→ **What the task requires**:
Please repeat every entry, keeping each one exactly the same.

→ **Dataset excerpts**:
*** Block opens ***

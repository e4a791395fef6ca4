//! Federated (popup-based) sign-in adapter.
//!
//! SYSTEM CONTEXT
//! ==============
//! The external identity provider opens a popup and eventually reports a
//! credential or an error. This module turns that into one awaitable call
//! returning `ExternalCredentialResult`. It never touches the session:
//! callers exchange the credential with the backend and then log in.
//!
//! CONCURRENCY
//! ===========
//! `FederatedSignIn` is single-flight. A second `sign_in()` while a popup is
//! open resolves immediately with `SignInErrorCode::AlreadyPending`; the
//! pending flag is released when the first call settles or is dropped.


#[cfg(feature = "hydrate")]
pub mod firebase;

use std::fmt;
use std::sync::atomic::{AtomicBool, Ordering};

use serde::{Deserialize, Serialize};

/// Normalized user profile reported by the provider.
#[derive(Debug, Clone, PartialEq, Eq, Default, Serialize, Deserialize)]
#[serde(rename_all = "camelCase")]
pub struct ProviderUser {
    pub uid: String,
    #[serde(default)]
    pub display_name: Option<String>,
    #[serde(default)]
    pub email: Option<String>,
    #[serde(default, alias = "photoURL")]
    pub photo_url: Option<String>,
    #[serde(default)]
    pub provider_id: Option<String>,
}

/// Successful provider sign-in.
#[derive(Clone, PartialEq, Eq, Serialize, Deserialize)]
#[serde(rename_all = "camelCase")]
pub struct FederatedCredential {
    /// Provider OAuth access token.
    pub access_token: String,
    /// Provider-issued ID token, the value the backend verifies.
    #[serde(default)]
    pub id_token: Option<String>,
    pub user: ProviderUser,
}

impl FederatedCredential {
    pub fn display_name(&self) -> Option<&str> {
        self.user.display_name.as_deref()
    }

    pub fn email(&self) -> Option<&str> {
        self.user.email.as_deref()
    }

    pub fn photo_url(&self) -> Option<&str> {
        self.user.photo_url.as_deref()
    }

    /// Token to hand to the backend exchange: the ID token when present.
    pub fn exchange_token(&self) -> &str {
        self.id_token.as_deref().unwrap_or(&self.access_token)
    }
}

impl fmt::Debug for FederatedCredential {
    fn fmt(&self, f: &mut fmt::Formatter<'_>) -> fmt::Result {
        f.debug_struct("FederatedCredential")
            .field("access_token", &"<redacted>")
            .field("id_token", &self.id_token.as_ref().map(|_| "<redacted>"))
            .field("user", &self.user)
            .finish()
    }
}

/// Provider failure codes, parsed from `auth/...` strings.
#[derive(Debug, Clone, PartialEq, Eq)]
pub enum SignInErrorCode {
    PopupClosedByUser,
    CancelledPopupRequest,
    PopupBlocked,
    NetworkRequestFailed,
    AccountExistsWithDifferentCredential,
    /// Another sign-in from this adapter is still in flight.
    AlreadyPending,
    Other(String),
}

impl SignInErrorCode {
    pub fn from_code(code: &str) -> Self {
        match code {
            "auth/popup-closed-by-user" => Self::PopupClosedByUser,
            "auth/cancelled-popup-request" => Self::CancelledPopupRequest,
            "auth/popup-blocked" => Self::PopupBlocked,
            "auth/network-request-failed" => Self::NetworkRequestFailed,
            "auth/account-exists-with-different-credential" => Self::AccountExistsWithDifferentCredential,
            "auth/already-pending" => Self::AlreadyPending,
            other => Self::Other(other.to_owned()),
        }
    }

    pub fn as_str(&self) -> &str {
        match self {
            Self::PopupClosedByUser => "auth/popup-closed-by-user",
            Self::CancelledPopupRequest => "auth/cancelled-popup-request",
            Self::PopupBlocked => "auth/popup-blocked",
            Self::NetworkRequestFailed => "auth/network-request-failed",
            Self::AccountExistsWithDifferentCredential => "auth/account-exists-with-different-credential",
            Self::AlreadyPending => "auth/already-pending",
            Self::Other(code) => code,
        }
    }
}

impl fmt::Display for SignInErrorCode {
    fn fmt(&self, f: &mut fmt::Formatter<'_>) -> fmt::Result {
        f.write_str(self.as_str())
    }
}

/// Provider-reported sign-in failure.
#[derive(Debug, Clone, PartialEq, Eq, thiserror::Error)]
#[error("federated sign-in failed ({code}): {message}")]
pub struct FederatedSignInError {
    pub code: SignInErrorCode,
    pub message: String,
    /// Email tied to the failed attempt, when the provider reports one.
    pub email: Option<String>,
}

impl FederatedSignInError {
    pub fn new(code: SignInErrorCode, message: impl Into<String>) -> Self {
        Self { code, message: message.into(), email: None }
    }

    #[must_use]
    pub fn with_email(mut self, email: impl Into<String>) -> Self {
        self.email = Some(email.into());
        self
    }

    /// The user dismissed the popup or another popup superseded it.
    pub fn is_cancellation(&self) -> bool {
        matches!(self.code, SignInErrorCode::PopupClosedByUser | SignInErrorCode::CancelledPopupRequest)
    }
}

/// Outcome of one federated sign-in attempt.
#[derive(Debug, Clone, PartialEq, Eq)]
pub enum ExternalCredentialResult {
    Success(FederatedCredential),
    Failure(FederatedSignInError),
}

impl ExternalCredentialResult {
    pub fn into_result(self) -> Result<FederatedCredential, FederatedSignInError> {
        match self {
            Self::Success(credential) => Ok(credential),
            Self::Failure(error) => Err(error),
        }
    }
}

/// The external popup flow. Implementations must settle (with a failure when
/// the popup is dismissed) rather than hang.
#[allow(async_fn_in_trait)]
pub trait IdentityProvider {
    async fn open_popup(&self) -> Result<FederatedCredential, FederatedSignInError>;
}

/// Single-flight wrapper around an [`IdentityProvider`].
pub struct FederatedSignIn<P> {
    provider: P,
    pending: AtomicBool,
}

struct PendingGuard<'a>(&'a AtomicBool);

impl Drop for PendingGuard<'_> {
    fn drop(&mut self) {
        self.0.store(false, Ordering::Release);
    }
}

impl<P: IdentityProvider> FederatedSignIn<P> {
    pub fn new(provider: P) -> Self {
        Self { provider, pending: AtomicBool::new(false) }
    }

    pub fn is_pending(&self) -> bool {
        self.pending.load(Ordering::Acquire)
    }

    /// Run the popup flow once.
    pub async fn sign_in(&self) -> ExternalCredentialResult {
        if self.pending.swap(true, Ordering::AcqRel) {
            tracing::debug!("federated sign-in already in flight");
            return ExternalCredentialResult::Failure(FederatedSignInError::new(
                SignInErrorCode::AlreadyPending,
                "a sign-in popup is already open",
            ));
        }
        let _guard = PendingGuard(&self.pending);

        match self.provider.open_popup().await {
            Ok(credential) => {
                tracing::info!(
                    uid = %credential.user.uid,
                    provider = credential.user.provider_id.as_deref().unwrap_or("unknown"),
                    "federated sign-in succeeded"
                );
                ExternalCredentialResult::Success(credential)
            }
            Err(error) => {
                if error.is_cancellation() {
                    tracing::info!(code = %error.code, "federated sign-in cancelled");
                } else {
                    tracing::warn!(code = %error.code, message = %error.message, "federated sign-in failed");
                }
                ExternalCredentialResult::Failure(error)
            }
        }
    }
}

*** Block closes ***

→ **Expected answer**:
repository e4a791395fef6ca4
//! Federated (popup-based) sign-in adapter.
//!
//! SYSTEM CONTEXT
//! ==============
//! The external identity provider opens a popup and eventually reports a
//! credential or an error. This module turns that into one awaitable call
//! returning `ExternalCredentialResult`. It never touches the session:
//! callers exchange the credential with the backend and then log in.
//!
//! CONCURRENCY
//! ===========
//! `FederatedSignIn` is single-flight. A second `sign_in()` while a popup is
//! open resolves immediately with `SignInErrorCode::AlreadyPending`; the
//! pending flag is released when the first call settles or is dropped.


#[cfg(feature = "hydrate")]
pub mod firebase;

use std::fmt;
use std::sync::atomic::{AtomicBool, Ordering};

use serde::{Deserialize, Serialize};

/// Normalized user profile reported by the provider.
#[derive(Debug, Clone, PartialEq, Eq, Default, Serialize, Deserialize)]
#[serde(rename_all = "camelCase")]
pub struct ProviderUser {
    pub uid: String,
    #[serde(default)]
    pub display_name: Option<String>,
    #[serde(default)]
    pub email: Option<String>,
    #[serde(default, alias = "photoURL")]
    pub photo_url: Option<String>,
    #[serde(default)]
    pub provider_id: Option<String>,
}

/// Successful provider sign-in.
#[derive(Clone, PartialEq, Eq, Serialize, Deserialize)]
#[serde(rename_all = "camelCase")]
pub struct FederatedCredential {
    /// Provider OAuth access token.
    pub access_token: String,
    /// Provider-issued ID token, the value the backend verifies.
    #[serde(default)]
    pub id_token: Option<String>,
    pub user: ProviderUser,
}

impl FederatedCredential {
    pub fn display_name(&self) -> Option<&str> {
        self.user.display_name.as_deref()
    }

    pub fn email(&self) -> Option<&str> {
        self.user.email.as_deref()
    }

    pub fn photo_url(&self) -> Option<&str> {
        self.user.photo_url.as_deref()
    }

    /// Token to hand to the backend exchange: the ID token when present.
    pub fn exchange_token(&self) -> &str {
        self.id_token.as_deref().unwrap_or(&self.access_token)
    }
}

impl fmt::Debug for FederatedCredential {
    fn fmt(&self, f: &mut fmt::Formatter<'_>) -> fmt::Result {
        f.debug_struct("FederatedCredential")
            .field("access_token", &"<redacted>")
            .field("id_token", &self.id_token.as_ref().map(|_| "<redacted>"))
            .field("user", &self.user)
            .finish()
    }
}

/// Provider failure codes, parsed from `auth/...` strings.
#[derive(Debug, Clone, PartialEq, Eq)]
pub enum SignInErrorCode {
    PopupClosedByUser,
    CancelledPopupRequest,
    PopupBlocked,
    NetworkRequestFailed,
    AccountExistsWithDifferentCredential,
    /// Another sign-in from this adapter is still in flight.
    AlreadyPending,
    Other(String),
}

impl SignInErrorCode {
    pub fn from_code(code: &str) -> Self {
        match code {
            "auth/popup-closed-by-user" => Self::PopupClosedByUser,
            "auth/cancelled-popup-request" => Self::CancelledPopupRequest,
            "auth/popup-blocked" => Self::PopupBlocked,
            "auth/network-request-failed" => Self::NetworkRequestFailed,
            "auth/account-exists-with-different-credential" => Self::AccountExistsWithDifferentCredential,
            "auth/already-pending" => Self::AlreadyPending,
            other => Self::Other(other.to_owned()),
        }
    }

    pub fn as_str(&self) -> &str {
        match self {
            Self::PopupClosedByUser => "auth/popup-closed-by-user",
            Self::CancelledPopupRequest => "auth/cancelled-popup-request",
            Self::PopupBlocked => "auth/popup-blocked",
            Self::NetworkRequestFailed => "auth/network-request-failed",
            Self::AccountExistsWithDifferentCredential => "auth/account-exists-with-different-credential",
            Self::AlreadyPending => "auth/already-pending",
            Self::Other(code) => code,
        }
    }
}

impl fmt::Display for SignInErrorCode {
    fn fmt(&self, f: &mut fmt::Formatter<'_>) -> fmt::Result {
        f.write_str(self.as_str())
    }
}

/// Provider-reported sign-in failure.
#[derive(Debug, Clone, PartialEq, Eq, thiserror::Error)]
#[error("federated sign-in failed ({code}): {message}")]
pub struct FederatedSignInError {
    pub code: SignInErrorCode,
    pub message: String,
    /// Email tied to the failed attempt, when the provider reports one.
    pub email: Option<String>,
}

impl FederatedSignInError {
    pub fn new(code: SignInErrorCode, message: impl Into<String>) -> Self {
        Self { code, message: message.into(), email: None }
    }

    #[must_use]
    pub fn with_email(mut self, email: impl Into<String>) -> Self {
        self.email = Some(email.into());
        self
    }

    /// The user dismissed the popup or another popup superseded it.
    pub fn is_cancellation(&self) -> bool {
        matches!(self.code, SignInErrorCode::PopupClosedByUser | SignInErrorCode::CancelledPopupRequest)
    }
}

/// Outcome of one federated sign-in attempt.
#[derive(Debug, Clone, PartialEq, Eq)]
pub enum ExternalCredentialResult {
    Success(FederatedCredential),
    Failure(FederatedSignInError),
}

impl ExternalCredentialResult {
    pub fn into_result(self) -> Result<FederatedCredential, FederatedSignInError> {
        match self {
            Self::Success(credential) => Ok(credential),
            Self::Failure(error) => Err(error),
        }
    }
}

/// The external popup flow. Implementations must settle (with a failure when
/// the popup is dismissed) rather than hang.
#[allow(async_fn_in_trait)]
pub trait IdentityProvider {
    async fn open_popup(&self) -> Result<FederatedCredential, FederatedSignInError>;
}

/// Single-flight wrapper around an [`IdentityProvider`].
pub struct FederatedSignIn<P> {
    provider: P,
    pending: AtomicBool,
}

struct PendingGuard<'a>(&'a AtomicBool);

impl Drop for PendingGuard<'_> {
    fn drop(&mut self) {
        self.0.store(false, Ordering::Release);
    }
}

impl<P: IdentityProvider> FederatedSignIn<P> {
    pub fn new(provider: P) -> Self {
        Self { provider, pending: AtomicBool::new(false) }
    }

    pub fn is_pending(&self) -> bool {
        self.pending.load(Ordering::Acquire)
    }

    /// Run the popup flow once.
    pub async fn sign_in(&self) -> ExternalCredentialResult {
        if self.pending.swap(true, Ordering::AcqRel) {
            tracing::debug!("federated sign-in already in flight");
            return ExternalCredentialResult::Failure(FederatedSignInError::new(
                SignInErrorCode::AlreadyPending,
                "a sign-in popup is already open",
            ));
        }
        let _guard = PendingGuard(&self.pending);

        match self.provider.open_popup().await {
            Ok(credential) => {
                tracing::info!(
                    uid = %credential.user.uid,
                    provider = credential.user.provider_id.as_deref().unwrap_or("unknown"),
                    "federated sign-in succeeded"
                );
                ExternalCredentialResult::Success(credential)
            }
            Err(error) => {
                if error.is_cancellation() {
                    tracing::info!(code = %error.code, "federated sign-in cancelled");
                } else {
                    tracing::warn!(code = %error.code, message = %error.message, "federated sign-in failed");
                }
                ExternalCredentialResult::Failure(error)
            }
        }
    }
}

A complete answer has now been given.